Заканчивается “Повесть…”, как и многие другие произведения в “Смуте”, описанной в панегирическом стиле картиной возвращения из плена Филарета и установления порядка в стране. Однако перед этим находится подробный рассказ об упорной борьбе за возвращение Смоленска, отсутствующий в других произведениях. В “Повести…” этот рассказ имеет особый смысл. “Повесть…” – это не только история в память “предъидущим родам”. Хотя события “Смуты” уже миновали, “Повесть…” не теряет злободневности, ибо в отличие от других произведений этого периода в ней затронуты актуальные для ее героев проблемы: Смоленск не возвращен и за него идет борьба; следовательно, смоленские дворяне все еще остаются бездомными. Явное желание автора “Повести…” подчеркнуть заслуги смольнян имеет практический смысл: обратить внимание на заслуженных воинов, которые должны получить достойную награду за их подвиги. О том, что далеко не все из них были удовлетворены царскими пожалованиями, свидетельствуют челобитные смоленского сына боярского Дмитрия Дернова, который даже в 1648 г. напоминал, что он “…был на всей службе в Московском приходе, и под Калугою з бояры, и под Тулою с царем и великим князем Василием Ивановичем всеа Русии, и во Брянской осаде з боярином со князем Михаилом Федоровичем Кашиным и з боярином Михаилом Васильевичем Шуйским, на всей службе с боярином на боях на всех был, и прежним государем служил, и тебе, государю, на всех боях бился”, и жаловался, что вместо установленного еще до польской интервенции поместного оклада в шестьсот четвертей ему “… было… дано триста пятьдесят четвертей”, в то время как его товарищи получили полный оклад. [16]
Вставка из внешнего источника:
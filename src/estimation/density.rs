/// π / 40000: converts dq² (cm²) × trees/ha to base area in m²/ha.
pub const PI_40K: f32 = (std::f64::consts::PI / 40_000.0) as f32;

/// Trees per hectare for a base area (m²/ha) and quadratic mean diameter (cm).
///
/// Zero unless both inputs are positive.
pub fn trees_per_hectare(base_area: f32, quad_mean_diameter: f32) -> f32 {
    if base_area > 0.0 && quad_mean_diameter > 0.0 {
        base_area / PI_40K / (quad_mean_diameter * quad_mean_diameter)
    } else {
        0.0
    }
}

/// Quadratic mean diameter (cm) for a base area and density.
///
/// Zero for non-positive or NaN inputs, and for either input above 1e6.
pub fn quad_mean_diameter(base_area: f32, trees_per_hectare: f32) -> f32 {
    if base_area > 1e6
        || trees_per_hectare > 1e6
        || base_area.is_nan()
        || trees_per_hectare.is_nan()
    {
        0.0
    } else if base_area > 0.0 && trees_per_hectare > 0.0 {
        (base_area / trees_per_hectare / PI_40K).sqrt()
    } else {
        0.0
    }
}

/// Base area (m²/ha) of `trees_per_hectare` stems of diameter `quad_mean_diameter`.
pub fn base_area(quad_mean_diameter: f32, trees_per_hectare: f32) -> f32 {
    if quad_mean_diameter.is_nan() || trees_per_hectare.is_nan() {
        0.0
    } else {
        quad_mean_diameter * quad_mean_diameter * PI_40K * trees_per_hectare
    }
}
Интересы смольнян всегда ставятся в “Повести…” на первое место, но все же “Повесть…” – это еще один рассказ о “Смутном времени”, ибо в ней фигурирует множество людей и последовательно и довольно полно излагаются события протяженностью в двадцать лет, которые лежат в основе и всех других произведений о “Смуте”.

2

В своей работе над “Повестью о победах Московского государства” автор ее использовал три вида источников.

К первому виду относятся богатства собственной памяти автора (знание истории Смоленска, легенды о смоленских святых, личные наблюдения, сделанные во время Крестьянской войны и освобождения Москвы Скопиным-Шуйским и Нижегородским ополчением и т. д.) и сведения, полученные от земляков (знание в деталях истории осады Смоленска).

В литературе о “Смутном времени” широко используются документальные материалы. [17] “Повесть…” тоже отразила эту тенденцию. В ней явственно ощущаются следы разрядных записей, составляющих второй вид источников, к которым обращается автор “Повести…”.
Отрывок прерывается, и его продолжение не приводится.